Hawaiʻi, by contrast, has used the majority of its SLFRF funds to repay a loan from the federal government to cover unemployment insurance payments that are normally the responsibility of businesses. Over $700 million—or 44 percent of the state’s total allocation—was dedicated to this single use. To put this in perspective, the state spent a modest $14 million on homeless services and only $5.4 million on general assistance payments to low-income households.
How Hawaiʻi Has Spent its Recovery Funds
While the state did experience record high unemployment rates in the first year of the pandemic, prioritizing the UI system may not have been the best use of federal relief dollars—especially given the Treasury’s guidance to focus on racial and economic equity. If the loan were to remain unpaid by November 2022, it would trigger an increase in taxes on employers. However, the state could have used other means to repay the loan, such as revenue bonds or the state general fund.
Given the state’s economic rebound over the course of 2021, using the state general fund may have been a better option. The Hawaiʻi Tax Fairness coalition also proposed a suite of revenue-raising tax proposals to the legislature in 2021 that would have helped expand state funds while shifting the tax burden onto the wealthy, whom the pandemic largely did not affect economically or, for some extremely wealthy Hawaiʻi residents, created a windfall.
Ultimately, the legislature did not adopt a single tax proposal from the coalition. And the state chose to prioritize protecting businesses from tax increases, rather than investing in working families, many of whom had been struggling long before the onset of the pandemic.
At the beginning of the pandemic, in March of 2020, advocates and nonprofits from across the state convened to develop a set of recommendations on how to prioritize spending of federal relief dollars offered through the CARES Act, which preceded ARPA. More than 60 nonprofits contributed to these recommendations, which prioritized preventing the spread of COVID-19, ensuring the basic needs of Hawaiʻi residents were met, and filling the gaps in the federal safety net by providing assistance to those excluded from federal relief.
Specific recommendations included expanding the state’s Medicaid program, increasing emergency appropriations for food banks while expanding SNAP benefits, as well as prioritizing spending on homelessness prevention and the development of emergency housing and affordable housing. While the state did make some modest investments in these categories, the need remains high, even as our economy begins to rebound from the pandemic.
The large infusion of federal dollars through ARPA represented another opportunity for the state to invest in systemic changes designed to not only help our communities to respond to the pandemic, but also to thrive beyond it.

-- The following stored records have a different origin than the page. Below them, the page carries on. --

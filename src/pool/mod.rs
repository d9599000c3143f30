//! Channel pool: the base lifecycle manager for outbound transport channels.
//!
//! The pool owns a bounded notification queue and a set of worker tasks,
//! each holding one channel built by the factory. The send path is
//! fire-and-forget: `queue_notification` never blocks and never waits for a
//! delivery confirmation; results come back asynchronously on the shared
//! event bus. Under queue pressure the pool opens additional channels, up
//! to `max_auto_scale_channels`.

use std::sync::atomic::{AtomicBool, AtomicUsize, Ordering};
use std::sync::Arc;
use std::time::Duration;

use chrono::{DateTime, Utc};
use tokio::sync::{broadcast, mpsc, Mutex};
use tokio::task::JoinSet;
use tokio_util::sync::CancellationToken;
use uuid::Uuid;

use crate::channel::{ChannelFactory, Notification, PushChannel};
use crate::config::{ChannelSettings, ServiceSettings};
use crate::error::{PushError, Result};

/// Bounded wait for queued notifications to flush during disposal
const DRAIN_TIMEOUT: Duration = Duration::from_secs(10);

/// Capacity of the outward event bus
const EVENT_CAPACITY: usize = 1024;

/// Events surfaced to the owning application.
#[derive(Debug, Clone)]
pub enum ServiceEvent {
    /// An error occurred outside any caller's synchronous call path
    ServiceException { error: Arc<PushError> },
    /// The feedback channel reported a destination as no longer valid.
    /// The timestamp is always UTC, whatever offset the source reported in.
    SubscriptionExpired {
        device_token: String,
        expired_at: DateTime<Utc>,
        context: Option<String>,
    },
    NotificationSent { id: Uuid },
    NotificationFailed { id: Uuid, error: Arc<PushError> },
}

pub struct ChannelPool {
    factory: Arc<dyn ChannelFactory>,
    channel_settings: Arc<ChannelSettings>,
    service_settings: ServiceSettings,
    queue_tx: mpsc::Sender<Notification>,
    queue_rx: Arc<Mutex<mpsc::Receiver<Notification>>>,
    queue_depth: Arc<AtomicUsize>,
    worker_count: AtomicUsize,
    workers: std::sync::Mutex<JoinSet<()>>,
    token: CancellationToken,
    events: broadcast::Sender<ServiceEvent>,
    disposed: AtomicBool,
}

impl ChannelPool {
    /// Build the pool and open the initial channels.
    ///
    /// `token` is a child of the supervisor's cancellation authority; every
    /// worker observes it. Must be called within a tokio runtime.
    pub fn new(
        factory: Arc<dyn ChannelFactory>,
        channel_settings: Arc<ChannelSettings>,
        service_settings: ServiceSettings,
        events: broadcast::Sender<ServiceEvent>,
        token: CancellationToken,
    ) -> Self {
        let (queue_tx, queue_rx) = mpsc::channel(service_settings.queue_capacity.max(1));

        let pool = Self {
            factory,
            channel_settings,
            queue_tx,
            queue_rx: Arc::new(Mutex::new(queue_rx)),
            queue_depth: Arc::new(AtomicUsize::new(0)),
            worker_count: AtomicUsize::new(0),
            workers: std::sync::Mutex::new(JoinSet::new()),
            token,
            events,
            service_settings,
            disposed: AtomicBool::new(false),
        };

        let ceiling = pool.service_settings.max_auto_scale_channels.max(1);
        let initial = pool.service_settings.channels.clamp(1, ceiling);
        for _ in 0..initial {
            pool.spawn_worker();
        }

        tracing::info!(
            channels = initial,
            max_channels = ceiling,
            queue_capacity = pool.service_settings.queue_capacity,
            "Channel pool started"
        );

        pool
    }

    pub fn subscribe(&self) -> broadcast::Receiver<ServiceEvent> {
        self.events.subscribe()
    }

    pub fn service_settings(&self) -> &ServiceSettings {
        &self.service_settings
    }

    pub fn queue_depth(&self) -> usize {
        self.queue_depth.load(Ordering::Relaxed)
    }

    pub fn worker_count(&self) -> usize {
        self.worker_count.load(Ordering::Relaxed)
    }

    /// Queue a notification for delivery. Non-blocking: the caller never
    /// waits for a confirmation. On a full queue the pool scales up one
    /// channel if allowed and retries once, then reports `QueueFull`.
    pub fn queue_notification(&self, notification: Notification) -> Result<()> {
        if self.disposed.load(Ordering::SeqCst) {
            return Err(PushError::Disposed);
        }

        match self.queue_tx.try_send(notification) {
            Ok(()) => {
                self.queue_depth.fetch_add(1, Ordering::Relaxed);
                Ok(())
            }
            Err(mpsc::error::TrySendError::Full(notification)) => {
                if !self.try_scale_up() {
                    return Err(PushError::QueueFull);
                }
                match self.queue_tx.try_send(notification) {
                    Ok(()) => {
                        self.queue_depth.fetch_add(1, Ordering::Relaxed);
                        Ok(())
                    }
                    Err(_) => Err(PushError::QueueFull),
                }
            }
            Err(mpsc::error::TrySendError::Closed(_)) => Err(PushError::Disposed),
        }
    }

    /// Raise a service exception on the outward event bus.
    pub fn raise_service_exception(&self, error: impl Into<Arc<PushError>>) {
        let error = error.into();
        tracing::warn!(error = %error, "Service exception");
        let _ = self
            .events
            .send(ServiceEvent::ServiceException { error });
    }

    /// Raise a subscription-expired event. `expired_at` must already be UTC.
    pub fn raise_subscription_expired(
        &self,
        device_token: String,
        expired_at: DateTime<Utc>,
        context: Option<String>,
    ) {
        tracing::info!(
            device_token = %device_token,
            expired_at = %expired_at,
            "Subscription expired"
        );
        let _ = self.events.send(ServiceEvent::SubscriptionExpired {
            device_token,
            expired_at,
            context,
        });
    }

    /// Drain the queue (bounded), stop the workers, release the channels.
    /// Idempotent; the second and later calls are no-ops.
    pub async fn dispose(&self) {
        if self.disposed.swap(true, Ordering::SeqCst) {
            return;
        }

        tracing::info!(
            queued = self.queue_depth(),
            "Disposing channel pool"
        );

        let depth = self.queue_depth.clone();
        let drain = async {
            while depth.load(Ordering::Relaxed) > 0 {
                tokio::time::sleep(Duration::from_millis(50)).await;
            }
        };
        if tokio::time::timeout(DRAIN_TIMEOUT, drain).await.is_err() {
            tracing::warn!(
                remaining = self.queue_depth(),
                "Queue drain timeout, undelivered notifications dropped"
            );
        }

        self.token.cancel();

        let mut workers = {
            let mut guard = match self.workers.lock() {
                Ok(guard) => guard,
                Err(poisoned) => poisoned.into_inner(),
            };
            std::mem::take(&mut *guard)
        };
        while workers.join_next().await.is_some() {}

        tracing::info!("Channel pool disposed");
    }

    fn try_scale_up(&self) -> bool {
        if !self.service_settings.auto_scale_channels {
            return false;
        }
        let ceiling = self.service_settings.max_auto_scale_channels.max(1);
        if self.worker_count.load(Ordering::Relaxed) >= ceiling {
            return false;
        }
        tracing::debug!(
            workers = self.worker_count.load(Ordering::Relaxed),
            ceiling = ceiling,
            "Scaling up channel pool under queue pressure"
        );
        self.spawn_worker();
        true
    }

    fn spawn_worker(&self) {
        let channel = match self.factory.create_channel(&self.channel_settings) {
            Ok(channel) => channel,
            Err(e) => {
                self.raise_service_exception(e);
                return;
            }
        };

        self.worker_count.fetch_add(1, Ordering::Relaxed);
        let worker = ChannelWorker {
            channel,
            queue_rx: self.queue_rx.clone(),
            queue_depth: self.queue_depth.clone(),
            token: self.token.child_token(),
            events: self.events.clone(),
        };

        let mut guard = match self.workers.lock() {
            Ok(guard) => guard,
            Err(poisoned) => poisoned.into_inner(),
        };
        guard.spawn(worker.run());
    }
}

struct ChannelWorker {
    channel: Box<dyn PushChannel>,
    queue_rx: Arc<Mutex<mpsc::Receiver<Notification>>>,
    queue_depth: Arc<AtomicUsize>,
    token: CancellationToken,
    events: broadcast::Sender<ServiceEvent>,
}

impl ChannelWorker {
    async fn run(self) {
        loop {
            let next = tokio::select! {
                _ = self.token.cancelled() => break,
                next = async { self.queue_rx.lock().await.recv().await } => next,
            };
            let Some(notification) = next else {
                break;
            };
            self.queue_depth.fetch_sub(1, Ordering::Relaxed);

            let id = notification.id;
            match self.channel.send(&notification).await {
                Ok(()) => {
                    let _ = self.events.send(ServiceEvent::NotificationSent { id });
                }
                Err(e) => {
                    tracing::warn!(notification_id = %id, error = %e, "Delivery failed");
                    let _ = self.events.send(ServiceEvent::NotificationFailed {
                        id,
                        error: Arc::new(e),
                    });
                }
            }
        }
        self.channel.close().await;
    }
}
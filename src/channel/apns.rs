//! Concrete APNS transport over the legacy binary gateway interface.
//!
//! Connection establishment is lazy: the first `send` dials the gateway.
//! TLS termination is out of scope for this crate; production deployments
//! front the connection with their own TLS layer. The [`PushChannel`] trait
//! is the seam where a TLS-capable transport plugs in.

use async_trait::async_trait;
use tokio::io::AsyncWriteExt;
use tokio::net::TcpStream;
use tokio::sync::Mutex;

use crate::config::ApnsChannelSettings;
use crate::error::{PushError, Result};

use super::{Notification, PushChannel};

/// Simple-format command byte (identifier + expiry + token + payload)
const COMMAND_SEND: u8 = 1;

/// Gateway-documented payload ceiling for the legacy interface
const MAX_PAYLOAD_BYTES: usize = 2048;

/// Device tokens on the binary gateway are a fixed 32 bytes
const DEVICE_TOKEN_BYTES: usize = 32;

pub struct ApnsChannel {
    settings: ApnsChannelSettings,
    stream: Mutex<Option<TcpStream>>,
}

impl ApnsChannel {
    pub fn new(settings: ApnsChannelSettings) -> Self {
        Self {
            settings,
            stream: Mutex::new(None),
        }
    }

    async fn connect(&self) -> Result<TcpStream> {
        let addr = self.settings.gateway_addr();
        tracing::debug!(addr = %addr, "Connecting push channel to gateway");
        let stream = TcpStream::connect(&addr).await?;
        Ok(stream)
    }
}

#[async_trait]
impl PushChannel for ApnsChannel {
    async fn send(&self, notification: &Notification) -> Result<()> {
        let frame = encode_frame(notification)?;

        let mut guard = self.stream.lock().await;
        let mut stream = match guard.take() {
            Some(stream) => stream,
            None => self.connect().await?,
        };

        if let Err(e) = stream.write_all(&frame).await {
            // Broken connection is dropped; the next send redials
            return Err(e.into());
        }
        *guard = Some(stream);

        tracing::debug!(
            notification_id = %notification.id,
            bytes = frame.len(),
            "Notification written to gateway"
        );
        Ok(())
    }

    async fn close(&self) {
        let mut guard = self.stream.lock().await;
        if let Some(mut stream) = guard.take() {
            let _ = stream.shutdown().await;
        }
    }
}

/// Encode one notification into a legacy simple-format gateway frame.
pub fn encode_frame(notification: &Notification) -> Result<Vec<u8>> {
    let token = decode_device_token(&notification.device_token)?;
    let payload = serde_json::to_vec(&notification.payload)?;
    if payload.len() > MAX_PAYLOAD_BYTES {
        return Err(PushError::PayloadTooLarge(payload.len()));
    }

    // Frame identifier is the low 32 bits of the notification id, enough
    // for the gateway's error-response correlation.
    let identifier = notification.id.as_u128() as u32;
    let expiry = notification
        .expiration
        .map(|t| t.timestamp().max(0) as u32)
        .unwrap_or(0);

    let mut frame = Vec::with_capacity(11 + token.len() + payload.len());
    frame.push(COMMAND_SEND);
    frame.extend_from_slice(&identifier.to_be_bytes());
    frame.extend_from_slice(&expiry.to_be_bytes());
    frame.extend_from_slice(&(token.len() as u16).to_be_bytes());
    frame.extend_from_slice(&token);
    frame.extend_from_slice(&(payload.len() as u16).to_be_bytes());
    frame.extend_from_slice(&payload);
    Ok(frame)
}

fn decode_device_token(token: &str) -> Result<Vec<u8>> {
    let cleaned: String = token.chars().filter(|c| !c.is_whitespace()).collect();
    // Gateway tokens are exactly 32 bytes; anything else would produce a
    // corrupt frame
    if cleaned.len() != DEVICE_TOKEN_BYTES * 2 {
        return Err(PushError::InvalidDeviceToken(token.to_string()));
    }
    (0..cleaned.len())
        .step_by(2)
        .map(|i| {
            u8::from_str_radix(&cleaned[i..i + 2], 16)
                .map_err(|_| PushError::InvalidDeviceToken(token.to_string()))
        })
        .collect()
}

Nationally, California dedicated $530 million of its SLFRF funds to expand mental health and substance use services, as well as $100 million to revise its youth mental health service delivery. New Jersey allocated $100 million to its Child Care Revitalization Fund to improve facilities, provide employee supports, and to boost child care workforce development. These are the kind of transformative investments that can address long standing economic disparities that pre-date the pandemic.
While most of Hawaiʻi’s ARPA funds have already been appropriated, the state still has roughly $300 million left of what it was awarded. The state should use its remaining funds to prioritize investments in affordable housing, homeless services, childcare and increased assistance for low-income working families. Hawaiʻi shouldn’t miss another opportunity to put people first by investing in our communities, so we all have a chance to thrive.